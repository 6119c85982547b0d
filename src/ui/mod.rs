//! Terminal output for fnkit commands.
//!
//! This module provides:
//! - [`UserInterface`] trait so commands can be tested without a terminal
//! - [`TerminalUI`] writing styled output to stdout/stderr
//! - [`MockUI`] capturing everything for assertions
//!
//! # Example
//!
//! ```
//! use fnkit::ui::{create_ui, OutputMode, UserInterface};
//!
//! let mut ui = create_ui(OutputMode::Quiet);
//! ui.show_header("Templates");
//! ui.success("Project created");
//! ```

pub mod mock;
pub mod output;
pub mod table;
pub mod terminal;
pub mod theme;

pub use mock::MockUI;
pub use output::OutputMode;
pub use table::Table;
pub use terminal::{create_ui, TerminalUI};
pub use theme::{should_use_colors, FnkitTheme};

/// Trait for user interface interactions.
///
/// This trait allows mocking the UI in tests.
pub trait UserInterface {
    /// Get the current output mode.
    fn output_mode(&self) -> OutputMode;

    /// Display a message to the user.
    fn message(&mut self, msg: &str);

    /// Display a success message.
    fn success(&mut self, msg: &str);

    /// Display a warning message.
    fn warning(&mut self, msg: &str);

    /// Display an error message. Shown in every mode.
    fn error(&mut self, msg: &str);

    /// Show a header/banner.
    fn show_header(&mut self, title: &str);

    /// Show a follow-up hint (e.g. the next command to run).
    fn show_hint(&mut self, hint: &str);

    /// Write machine-readable output (JSON, descriptors). Shown in every mode.
    fn data(&mut self, text: &str);
}
//! User settings for fnkit.
//!
//! Settings are read from `~/.fnkit/config.yml`:
//!
//! ```yaml
//! templates_dir: /srv/fn-templates
//! probe_timeout_secs: 5
//! ```
//!
//! Both keys are optional. The `--templates-dir` flag (or
//! `FNKIT_TEMPLATES_DIR`) takes precedence over `templates_dir`.
//!
//! # Example
//!
//! ```
//! use fnkit::config::Settings;
//! use std::fs;
//! use tempfile::TempDir;
//!
//! let temp = TempDir::new().unwrap();
//! let path = temp.path().join("config.yml");
//! fs::write(&path, "probe_timeout_secs: 3").unwrap();
//!
//! let settings = Settings::load_from(&path).unwrap();
//! assert_eq!(settings.probe_timeout_secs, 3);
//! ```

pub mod loader;

pub use loader::{
    default_templates_dir, fnkit_home, user_config_path, Settings, DEFAULT_PROBE_TIMEOUT_SECS,
};
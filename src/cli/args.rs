//! CLI argument definitions.
//!
//! This module defines all CLI arguments using clap's derive macros.
//! The main entry point is the [`Cli`] struct.

use clap::{Parser, Subcommand};
use clap_complete::Shell;
use std::path::PathBuf;

/// fnkit - Scaffold serverless function projects from templates.
#[derive(Debug, Parser)]
#[command(name = "fnkit")]
#[command(author, version, about, long_about = None)]
#[command(propagate_version = true)]
pub struct Cli {
    /// Directory of override template descriptors (<name>.json)
    #[arg(long, global = true, env = "FNKIT_TEMPLATES_DIR", value_name = "DIR")]
    pub templates_dir: Option<PathBuf>,

    /// Show verbose output
    #[arg(short, long, global = true)]
    pub verbose: bool,

    /// Minimal output
    #[arg(short, long, global = true)]
    pub quiet: bool,

    /// Disable colored output
    #[arg(long, global = true)]
    pub no_color: bool,

    /// Enable debug logging
    #[arg(long, global = true)]
    pub debug: bool,

    #[command(subcommand)]
    pub command: Commands,
}

/// Available subcommands.
#[derive(Debug, Subcommand)]
pub enum Commands {
    /// List available templates
    List(ListArgs),

    /// Show one template in detail
    Show(ShowArgs),

    /// Create a new function project from a template
    New(NewArgs),

    /// Write a template as a descriptor file
    Export(ExportArgs),

    /// Generate shell completions
    Completions(CompletionsArgs),
}

/// Arguments for the `list` command.
#[derive(Debug, Clone, Default, clap::Args)]
pub struct ListArgs {
    /// Probe the host and report which templates can run here
    #[arg(long)]
    pub check: bool,

    /// Seconds allowed for each template's probes
    #[arg(long, value_name = "SECS")]
    pub timeout: Option<u64>,

    /// Output as JSON
    #[arg(long)]
    pub json: bool,
}

/// Arguments for the `show` command.
#[derive(Debug, Clone, clap::Args)]
pub struct ShowArgs {
    /// Template name
    pub name: String,

    /// Output the full template as JSON
    #[arg(long)]
    pub json: bool,
}

/// Arguments for the `new` command.
#[derive(Debug, Clone, clap::Args)]
pub struct NewArgs {
    /// Directory to create the project in
    pub dir: PathBuf,

    /// Template name
    #[arg(short, long)]
    pub template: String,

    /// Do not run the template's post-clone action
    #[arg(long)]
    pub skip_post_clone: bool,

    /// Write into a non-empty directory
    #[arg(short, long)]
    pub force: bool,

    /// Do not probe the host before creating the project
    #[arg(long)]
    pub skip_check: bool,

    /// Seconds allowed for the template's probes
    #[arg(long, value_name = "SECS")]
    pub timeout: Option<u64>,
}

/// Arguments for the `export` command.
#[derive(Debug, Clone, clap::Args)]
pub struct ExportArgs {
    /// Template name
    pub name: String,

    /// File to write (stdout when omitted)
    #[arg(short, long)]
    pub output: Option<PathBuf>,
}

/// Arguments for the `completions` command.
#[derive(Debug, Clone, clap::Args)]
pub struct CompletionsArgs {
    /// Shell to generate completions for
    #[arg(value_enum)]
    pub shell: Shell,
}
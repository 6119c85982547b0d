//! New command implementation.
//!
//! The `fnkit new <DIR> --template <NAME>` command creates a project:
//! probe the host, write the template, then run its post-clone action.

use crate::availability::{AvailabilityChecker, Operation};
use crate::cli::args::NewArgs;
use crate::error::{FnkitError, Result};
use crate::scaffold::{materialize, run_post_clone, ScaffoldOptions};
use crate::ui::UserInterface;

use super::dispatcher::{Command, CommandContext, CommandResult, EXIT_UNKNOWN_TEMPLATE};

/// The new command implementation.
pub struct NewCommand {
    context: CommandContext,
    args: NewArgs,
}

impl NewCommand {
    /// Create a new `new` command.
    pub fn new(context: CommandContext, args: NewArgs) -> Self {
        Self { context, args }
    }
}

impl Command for NewCommand {
    fn execute(&self, ui: &mut dyn UserInterface) -> Result<CommandResult> {
        let registry = self.context.registry()?;
        let (template, _) = match registry.resolve(&self.args.template) {
            Ok(found) => found,
            Err(e @ FnkitError::UnknownTemplate { .. }) => {
                ui.error(&e.to_string());
                ui.show_hint("Run 'fnkit list' to see available templates");
                return Ok(CommandResult::failure(EXIT_UNKNOWN_TEMPLATE));
            }
            Err(e) => return Err(e),
        };

        let mut available = true;
        if !self.args.skip_check {
            let op = Operation::with_timeout(self.context.timeout(self.args.timeout));
            available = AvailabilityChecker::new().is_available(template, &op);
            if !available {
                ui.warning(&format!(
                    "Template '{}' may not work on this machine (a dependency check failed)",
                    self.args.template
                ));
            }
        }

        let options = ScaffoldOptions {
            force: self.args.force,
        };
        let written = materialize(template, &self.args.dir, &options)?;
        if ui.output_mode().shows_details() {
            for path in &written {
                ui.message(&format!("  {}", path.display()));
            }
        }
        ui.success(&format!(
            "Created {} from template '{}'",
            self.args.dir.display(),
            self.args.template
        ));

        match &template.post_clone {
            Some(action) if !self.args.skip_post_clone => {
                if !available {
                    ui.warning(&format!("Skipping 'make {}': dependency check failed", action));
                    ui.show_hint(&format!(
                        "Install the missing tools, then run 'make {}' in {}",
                        action,
                        self.args.dir.display()
                    ));
                } else {
                    ui.message(&format!("Running 'make {}'", action));
                    run_post_clone(action, &self.args.dir)?;
                    ui.success(&format!("'make {}' finished", action));
                }
            }
            _ => {}
        }

        ui.show_hint(&format!("cd {}", self.args.dir.display()));
        Ok(CommandResult::success())
    }
}
//! Cancellable operation handle.

use std::sync::atomic::{AtomicBool, Ordering};
use std::sync::Arc;
use std::time::{Duration, Instant};

/// A unit of work that can be cancelled explicitly or by a deadline.
///
/// Clones share the cancellation flag, so one clone can be handed to another
/// thread to cancel the work while the original drives it.
#[derive(Debug, Clone, Default)]
pub struct Operation {
    cancelled: Arc<AtomicBool>,
    deadline: Option<Instant>,
}

impl Operation {
    /// An operation with no deadline.
    pub fn new() -> Self {
        Self::default()
    }

    /// An operation that expires `timeout` from now.
    ///
    /// A timeout too large to represent as an instant means no deadline.
    pub fn with_timeout(timeout: Duration) -> Self {
        Self {
            cancelled: Arc::new(AtomicBool::new(false)),
            deadline: Instant::now().checked_add(timeout),
        }
    }

    /// An operation that expires at `deadline`.
    pub fn with_deadline(deadline: Instant) -> Self {
        Self {
            cancelled: Arc::new(AtomicBool::new(false)),
            deadline: Some(deadline),
        }
    }

    /// Cancel the operation and every clone of it.
    pub fn cancel(&self) {
        self.cancelled.store(true, Ordering::SeqCst);
    }

    /// Whether the operation was cancelled or its deadline passed.
    pub fn is_done(&self) -> bool {
        self.cancelled.load(Ordering::SeqCst)
            || self.deadline.is_some_and(|d| Instant::now() >= d)
    }

    /// Time left before the deadline; `None` without a deadline.
    pub fn remaining(&self) -> Option<Duration> {
        self.deadline
            .map(|d| d.saturating_duration_since(Instant::now()))
    }

    /// When the operation expires, if ever.
    pub fn deadline(&self) -> Option<Instant> {
        self.deadline
    }
}
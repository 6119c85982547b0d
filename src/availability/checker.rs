//! Deciding whether a template can run on this host.
//!
//! A template is available when every one of its probes exits successfully.
//! Probes run one after another and stop at the first failure. A template
//! with no probes is always available.

use super::operation::Operation;
use super::runner::{ProbeRunner, SystemProbeRunner};
use std::panic;
use crate::registry::{Registry, Template};
use std::collections::BTreeMap;
use std::thread;
use std::time::Duration;
use tracing::debug;

/// Runs a template's probes through a [`ProbeRunner`].
#[derive(Debug, Clone, Default)]
pub struct AvailabilityChecker<R: ProbeRunner = SystemProbeRunner> {
    runner: R,
}

impl AvailabilityChecker {
    /// A checker that spawns real processes.
    pub fn new() -> Self {
        Self::default()
    }
}

impl<R: ProbeRunner> AvailabilityChecker<R> {
    /// A checker using a custom probe runner.
    pub fn with_runner(runner: R) -> Self {
        Self { runner }
    }

    /// Run `checks` in order; `true` only if all of them pass.
    ///
    /// Stops at the first failing or cancelled probe. Once `op` is cancelled
    /// or past its deadline, no further probe starts and the result is `false`.
    pub fn check(&self, checks: &[Vec<String>], op: &Operation) -> bool {
        for argv in checks {
            if op.is_done() {
                debug!("availability check cancelled");
                return false;
            }
            let outcome = self.runner.run(argv, op);
            if !outcome.passed() {
                debug!(probe = ?argv, ?outcome, "probe did not pass");
                return false;
            }
        }
        true
    }

    /// Check a single template.
    pub fn is_available(&self, template: &Template, op: &Operation) -> bool {
        if template.always_available() {
            return true;
        }
        self.check(&template.check, op)
    }
}

/// Check a template against the host using real processes.
pub fn is_available(template: &Template, op: &Operation) -> bool {
    AvailabilityChecker::new().is_available(template, op)
}

/// Check every template in `registry` concurrently.
///
/// Each template gets its own operation with `timeout`, so a slow probe in
/// one template never affects another. A panic in any template's check is
/// propagated to the caller.
pub fn check_all(registry: &Registry, timeout: Duration) -> BTreeMap<String, bool> {
    check_all_with(&AvailabilityChecker::new(), registry, timeout)
}

/// [`check_all`] with a custom checker.
pub fn check_all_with<R: ProbeRunner + Sync>(
    checker: &AvailabilityChecker<R>,
    registry: &Registry,
    timeout: Duration,
) -> BTreeMap<String, bool> {
    thread::scope(|scope| {
        let handles: Vec<_> = registry
            .iter()
            .map(|(name, template)| {
                let handle = scope.spawn(move || {
                    let op = Operation::with_timeout(timeout);
                    checker.is_available(template, &op)
                });
                (name, handle)
            })
            .collect();

        handles
            .into_iter()
            .map(|(name, handle)| match handle.join() {
                Ok(available) => (name.to_string(), available),
                Err(payload) => panic::resume_unwind(payload),
            })
            .collect()
    })
}

#[cfg(test)]
mod tests {
    use super::*;
    use crate::availability::ProbeOutcome;
    use std::collections::HashMap;
    use std::sync::Mutex;

    /// Passes or fails probes by program name and records what ran.
    #[derive(Default)]
    struct FakeRunner {
        failing: Vec<&'static str>,
        ran: Mutex<Vec<String>>,
    }

    impl FakeRunner {
        fn failing(programs: &[&'static str]) -> Self {
            Self {
                failing: programs.to_vec(),
                ..Default::default()
            }
        }

        fn ran(&self) -> Vec<String> {
            self.ran.lock().unwrap().clone()
        }
    }

    impl ProbeRunner for FakeRunner {
        fn run(&self, argv: &[String], _op: &Operation) -> ProbeOutcome {
            let Some(program) = argv.first() else {
                return ProbeOutcome::Failed;
            };
            self.ran.lock().unwrap().push(program.clone());
            if self.failing.contains(&program.as_str()) {
                ProbeOutcome::Failed
            } else {
                ProbeOutcome::Passed
            }
        }
    }

    fn probes(programs: &[&str]) -> Vec<Vec<String>> {
        programs.iter().map(|p| vec![p.to_string()]).collect()
    }

    #[test]
    fn no_probes_is_available() {
        let checker = AvailabilityChecker::with_runner(FakeRunner::default());
        assert!(checker.check(&[], &Operation::new()));
    }

    #[test]
    fn no_probes_is_available_even_when_cancelled() {
        let checker = AvailabilityChecker::with_runner(FakeRunner::default());
        let op = Operation::new();
        op.cancel();
        assert!(checker.check(&[], &op));
    }

    #[test]
    fn all_passing_is_available() {
        let checker = AvailabilityChecker::with_runner(FakeRunner::default());
        assert!(checker.check(&probes(&["a", "b", "c"]), &Operation::new()));
        assert_eq!(checker.runner.ran(), vec!["a", "b", "c"]);
    }

    #[test]
    fn stops_at_first_failure() {
        let checker = AvailabilityChecker::with_runner(FakeRunner::failing(&["b"]));
        assert!(!checker.check(&probes(&["a", "b", "c"]), &Operation::new()));
        assert_eq!(checker.runner.ran(), vec!["a", "b"]);
    }

    #[test]
    fn cancelled_operation_runs_nothing() {
        let checker = AvailabilityChecker::with_runner(FakeRunner::default());
        let op = Operation::new();
        op.cancel();
        assert!(!checker.check(&probes(&["a"]), &op));
        assert!(checker.runner.ran().is_empty());
    }

    #[test]
    fn empty_probe_is_a_failure() {
        let checker = AvailabilityChecker::with_runner(FakeRunner::default());
        assert!(!checker.check(&[vec![]], &Operation::new()));
    }

    #[test]
    fn check_all_covers_every_template() {
        let mut templates = HashMap::new();
        templates.insert(
            "Ready".to_string(),
            Template {
                check: probes(&["ok"]),
                ..Default::default()
            },
        );
        templates.insert(
            "Missing".to_string(),
            Template {
                check: probes(&["ok", "absent"]),
                ..Default::default()
            },
        );
        templates.insert("Bare".to_string(), Template::default());
        let registry = Registry::merge(templates, HashMap::new());

        let checker = AvailabilityChecker::with_runner(FakeRunner::failing(&["absent"]));
        let results = check_all_with(&checker, &registry, Duration::from_secs(5));

        assert_eq!(results.len(), 3);
        assert!(results["Ready"]);
        assert!(!results["Missing"]);
        assert!(results["Bare"]);
    }

    /// Panics on every command it is asked to run.
    struct Exploding;

    impl ProbeRunner for Exploding {
        fn run(&self, argv: &[String], _op: &Operation) -> ProbeOutcome {
            panic!("runner exploded on {:?}", argv);
        }
    }

    #[test]
    #[should_panic(expected = "runner exploded")]
    fn check_all_propagates_runner_panic() {
        let mut templates = HashMap::new();
        templates.insert(
            "Boom".to_string(),
            Template {
                check: probes(&["anything"]),
                ..Default::default()
            },
        );
        templates.insert("Bare".to_string(), Template::default());
        let registry = Registry::merge(templates, HashMap::new());

        check_all_with(
            &AvailabilityChecker::with_runner(Exploding),
            &registry,
            Duration::from_secs(5),
        );
    }

    #[test]
    fn check_all_with_unrepresentable_timeout() {
        let mut templates = HashMap::new();
        templates.insert(
            "Ready".to_string(),
            Template {
                check: probes(&["ok"]),
                ..Default::default()
            },
        );
        templates.insert("Bare".to_string(), Template::default());
        let registry = Registry::merge(templates, HashMap::new());

        let checker = AvailabilityChecker::with_runner(FakeRunner::default());
        let results = check_all_with(&checker, &registry, Duration::from_secs(u64::MAX));

        assert_eq!(results.len(), 2);
        assert!(results["Ready"]);
        assert!(results["Bare"]);
    }

    #[cfg(unix)]
    #[test]
    fn real_probes_short_circuit() {
        let template = Template {
            check: vec![
                vec!["true".into()],
                vec!["false".into()],
                vec!["sleep".into(), "30".into()],
            ],
            ..Default::default()
        };
        let start = std::time::Instant::now();
        assert!(!is_available(&template, &Operation::new()));
        assert!(start.elapsed() < Duration::from_secs(10));
    }

    #[cfg(unix)]
    #[test]
    fn real_probe_past_deadline_is_unavailable() {
        let template = Template {
            check: vec![vec!["sleep".into(), "30".into()]],
            ..Default::default()
        };
        let op = Operation::with_timeout(Duration::from_millis(100));
        assert!(!is_available(&template, &op));
    }
}
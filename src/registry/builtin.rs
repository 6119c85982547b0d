//! Built-in starter kits.
//!
//! The catalog is a plain data table: adding a language means adding a
//! [`StarterKit`] row, not touching the loading code.

use crate::error::Result;
use crate::manifest::Manifest;
use crate::registry::assets::{extract, AssetProvider, EmbeddedAssets};
use crate::registry::template::Template;
use std::collections::{BTreeMap, HashMap};
use std::time::Duration;
use tracing::debug;

/// Default per-request time limit for built-in kits.
pub const DEFAULT_TIME_LIMIT: Duration = Duration::from_secs(1);

/// Default maximum payload for built-in kits, in bytes.
pub const DEFAULT_MAXIMUM_PAYLOAD: u64 = 8192;

const DEFAULT_CONTENT_TYPE: &str = "application/json";

const USAGE: &str = r#"### Usage

    curl --data-binary '{"name": "reddec"}' -H 'Content-Type: application/json' "http://example.com/a/xyz"

Replace url to the real
"#;

/// Where a kit's starter files come from.
#[derive(Debug, Clone, Copy)]
pub enum KitFiles {
    /// A directory in the embedded asset tree
    Assets(&'static str),
    /// Small files spelled out inline as (path, content)
    Inline(&'static [(&'static str, &'static str)]),
}

/// One row of the built-in catalog.
#[derive(Debug, Clone, Copy)]
pub struct StarterKit {
    pub name: &'static str,
    pub description: &'static str,
    pub checks: &'static [&'static [&'static str]],
    pub manifest_name: &'static str,
    pub run: &'static [&'static str],
    pub post_clone: Option<&'static str>,
    pub files: KitFiles,
}

impl StarterKit {
    /// Build the template for this kit.
    pub fn build(&self, assets: &dyn AssetProvider) -> Result<Template> {
        let files = match self.files {
            KitFiles::Assets(root) => extract(assets, root)?,
            KitFiles::Inline(entries) => entries
                .iter()
                .map(|(path, content)| (path.to_string(), content.to_string()))
                .collect(),
        };

        Ok(Template {
            description: self.description.to_string(),
            manifest: Manifest {
                name: self.manifest_name.to_string(),
                description: USAGE.to_string(),
                run: self.run.iter().map(|s| s.to_string()).collect(),
                time_limit: DEFAULT_TIME_LIMIT,
                maximum_payload: DEFAULT_MAXIMUM_PAYLOAD,
                output_headers: BTreeMap::from([(
                    "Content-Type".to_string(),
                    DEFAULT_CONTENT_TYPE.to_string(),
                )]),
                ..Default::default()
            },
            post_clone: self.post_clone.map(str::to_string),
            check: self
                .checks
                .iter()
                .map(|argv| argv.iter().map(|s| s.to_string()).collect())
                .collect(),
            files,
        })
    }
}

/// The built-in catalog.
pub const STARTER_KITS: &[StarterKit] = &[
    StarterKit {
        name: "Python",
        description: "Python basic function",
        checks: &[
            &["which", "make"],
            &["which", "python3"],
            &["python3", "-m", "venv", "--help"],
        ],
        manifest_name: "Example Python Function",
        run: &["./venv/bin/python3", "app.py"],
        post_clone: Some("install"),
        files: KitFiles::Assets("python"),
    },
    StarterKit {
        name: "Node JS",
        description: "Node JS basic function",
        checks: &[&["which", "make"], &["which", "node"], &["which", "npm"]],
        manifest_name: "Example NodeJS Function",
        run: &["node", "app.js"],
        post_clone: Some("install"),
        files: KitFiles::Inline(&[
            ("app.js", NODE_SCRIPT),
            ("package.json", NODE_PACKAGE),
            ("Makefile", NODE_MAKEFILE),
            (".cgiignore", "node_modules"),
        ]),
    },
    StarterKit {
        name: "PHP",
        description: "PHP basic function",
        checks: &[&["which", "php"]],
        manifest_name: "Example PHP Function",
        run: &["php", "app.php"],
        post_clone: None,
        files: KitFiles::Inline(&[("app.php", PHP_SCRIPT)]),
    },
    StarterKit {
        name: "Nim",
        description: "Nim lang basic function",
        checks: &[&["which", "make"], &["which", "nim"], &["which", "nimble"]],
        manifest_name: "Fast python-like function",
        run: &["./bin/lambda"],
        post_clone: Some("build"),
        files: KitFiles::Inline(&[
            ("src/lambda.nim", NIM_SCRIPT),
            ("lambda.nimble", NIMBLE_PACKAGE),
            ("Makefile", NIM_MAKEFILE),
        ]),
    },
];

/// Build every built-in template using the given asset tree.
pub fn load_templates(assets: &dyn AssetProvider) -> Result<HashMap<String, Template>> {
    let mut templates = HashMap::with_capacity(STARTER_KITS.len());
    for kit in STARTER_KITS {
        let template = kit.build(assets)?;
        debug!(name = kit.name, files = template.files.len(), "built starter kit");
        templates.insert(kit.name.to_string(), template);
    }
    Ok(templates)
}

/// Build every built-in template from the assets compiled into the binary.
pub fn load_embedded() -> Result<HashMap<String, Template>> {
    load_templates(&EmbeddedAssets::new())
}

/// Check if a template name is built in.
pub fn has_template(name: &str) -> bool {
    STARTER_KITS.iter().any(|kit| kit.name == name)
}

const NODE_SCRIPT: &str = r#"
async function run(request) {
     return ["hello", "world"];
}

let input = '';
process.stdin.resume();
process.stdin.setEncoding('utf8');
process.stdin.on('data', function (chunk) {
    input += chunk;
});
process.stdin.on('end', function () {
	run(JSON.parse(input)).catch((e)=> {
		return {"error": e + ''};
	}).then((response)=> {
		process.stdout.write(JSON.stringify(response));
	})
});
"#;

const NODE_MAKEFILE: &str = "
install:
\tnpm install .
";

const NODE_PACKAGE: &str = r#"{
  "name": "",
  "version": "1.0.0",
  "description": "",
  "main": "index.js",
  "scripts": {
    "test": "echo \"Error: no test specified\" && exit 1"
  },
  "author": "",
  "license": "",
  "dependencies": {
    "axios": "^0.19.2"
  }
}"#;

const PHP_SCRIPT: &str = r#"
<?php
$request = json_decode(stream_get_contents(STDIN));

$response = array("hello", "world");

echo json_encode($response, JSON_PRETTY_PRINT);
?>"#;

const NIM_SCRIPT: &str = r#"
import json

let request = stdin.readAll().parseJson()

echo pretty(%*["hello", "world"])
"#;

const NIMBLE_PACKAGE: &str = r#"
version       = "0.1.0"
author        = ""
description   = ""
license       = ""
srcDir        = "src"
bin           = @["lambda"]

# Dependencies
requires "nim >= 1.2.0"
"#;

const NIM_MAKEFILE: &str = "
build:
\tnimble build
\tmkdir -p bin
\tmv -f lambda bin/
";
//! fnkit - Starter templates for serverless function projects.
//!
//! fnkit keeps a catalog of starter templates (Python, Node JS, PHP, Nim)
//! compiled into the binary, lets a directory of JSON descriptors override or
//! extend it, checks whether the host has the tools a template needs, and
//! writes a chosen template out as a new project.
//!
//! # Modules
//!
//! - [`availability`] - Host probes with cancellation and deadlines
//! - [`cli`] - Command-line interface and argument parsing
//! - [`config`] - User settings
//! - [`error`] - Error types and result aliases
//! - [`manifest`] - The function manifest written into every project
//! - [`registry`] - Template catalog: embedded kits, overrides, merging
//! - [`scaffold`] - Writing a template to disk and running its build action
//! - [`ui`] - Terminal output
//!
//! # Example
//!
//! ```
//! use fnkit::availability::{is_available, Operation};
//! use fnkit::registry::list_templates;
//! use std::time::Duration;
//! use tempfile::TempDir;
//!
//! let overrides = TempDir::new().unwrap();
//! let registry = list_templates(overrides.path()).unwrap();
//!
//! let php = registry.get("PHP").unwrap();
//! let op = Operation::with_timeout(Duration::from_secs(5));
//! println!("PHP usable here: {}", is_available(php, &op));
//! ```

pub mod availability;
pub mod cli;
pub mod config;
pub mod error;
pub mod manifest;
pub mod registry;
pub mod scaffold;
pub mod ui;

pub use error::{FnkitError, Result};
//! Merging built-in templates with directory overrides.
//!
//! The registry is rebuilt on every listing call and never mutated
//! afterwards. An override with the same name as a built-in template
//! replaces it wholesale; fields are never blended.

use crate::error::{FnkitError, Result};
use crate::registry::assets::{AssetProvider, EmbeddedAssets};
use crate::registry::builtin;
use crate::registry::local;
use crate::registry::template::{Template, TemplateSource};
use std::collections::HashMap;
use std::path::Path;
use tracing::debug;

/// Name-keyed catalog of every usable template.
#[derive(Debug, Clone, Default)]
pub struct Registry {
    templates: HashMap<String, Template>,
    sources: HashMap<String, TemplateSource>,
}

/// Build the merged catalog using the embedded asset tree.
pub fn list_templates(override_dir: &Path) -> Result<Registry> {
    Registry::load(override_dir)
}

impl Registry {
    /// Build the merged catalog using the embedded asset tree.
    pub fn load(override_dir: &Path) -> Result<Self> {
        Self::load_with(&EmbeddedAssets::new(), override_dir)
    }

    /// Build the merged catalog from a custom asset tree.
    pub fn load_with(assets: &dyn AssetProvider, override_dir: &Path) -> Result<Self> {
        let builtin = builtin::load_templates(assets)?;
        let overrides = local::load_dir(override_dir)?;
        Ok(Self::merge(builtin, overrides))
    }

    /// The embedded catalog alone, for when no override directory is known.
    pub fn builtin_only() -> Result<Self> {
        Ok(Self::merge(builtin::load_embedded()?, HashMap::new()))
    }

    /// Merge two catalogs; entries of `overrides` win by name.
    pub fn merge(
        builtin: HashMap<String, Template>,
        overrides: HashMap<String, Template>,
    ) -> Self {
        let mut sources: HashMap<String, TemplateSource> = builtin
            .keys()
            .map(|name| (name.clone(), TemplateSource::Builtin))
            .collect();
        let mut templates = builtin;

        for (name, template) in overrides {
            if templates.contains_key(&name) {
                debug!(name = %name, "override replaces built-in template");
            }
            sources.insert(name.clone(), TemplateSource::Directory);
            templates.insert(name, template);
        }

        Self { templates, sources }
    }

    /// Look up a template by name.
    pub fn get(&self, name: &str) -> Option<&Template> {
        self.templates.get(name)
    }

    /// Look up a template by name, failing if it is unknown.
    pub fn resolve(&self, name: &str) -> Result<(&Template, TemplateSource)> {
        match (self.templates.get(name), self.sources.get(name)) {
            (Some(template), Some(source)) => Ok((template, *source)),
            _ => Err(FnkitError::UnknownTemplate {
                name: name.to_string(),
            }),
        }
    }

    /// Check if a template exists.
    pub fn has(&self, name: &str) -> bool {
        self.templates.contains_key(name)
    }

    /// Where a template came from.
    pub fn source(&self, name: &str) -> Option<TemplateSource> {
        self.sources.get(name).copied()
    }

    /// All template names, sorted.
    pub fn names(&self) -> Vec<&str> {
        let mut names: Vec<&str> = self.templates.keys().map(String::as_str).collect();
        names.sort_unstable();
        names
    }

    /// Iterate over entries in no particular order.
    pub fn iter(&self) -> impl Iterator<Item = (&str, &Template)> {
        self.templates.iter().map(|(k, v)| (k.as_str(), v))
    }

    pub fn len(&self) -> usize {
        self.templates.len()
    }

    pub fn is_empty(&self) -> bool {
        self.templates.is_empty()
    }

    /// The underlying name → template map.
    pub fn templates(&self) -> &HashMap<String, Template> {
        &self.templates
    }
}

+++

DIRECTIONS FOR THIS TASK: Show, from the listing above, each line that contains the word "data".

THE COMPLETED TASK:
    fn data(&mut self, text: &str);
//! The catalog is a plain data table: adding a language means adding a
    curl --data-binary '{"name": "reddec"}' -H 'Content-Type: application/json' "http://example.com/a/xyz"
process.stdin.on('data', function (chunk) {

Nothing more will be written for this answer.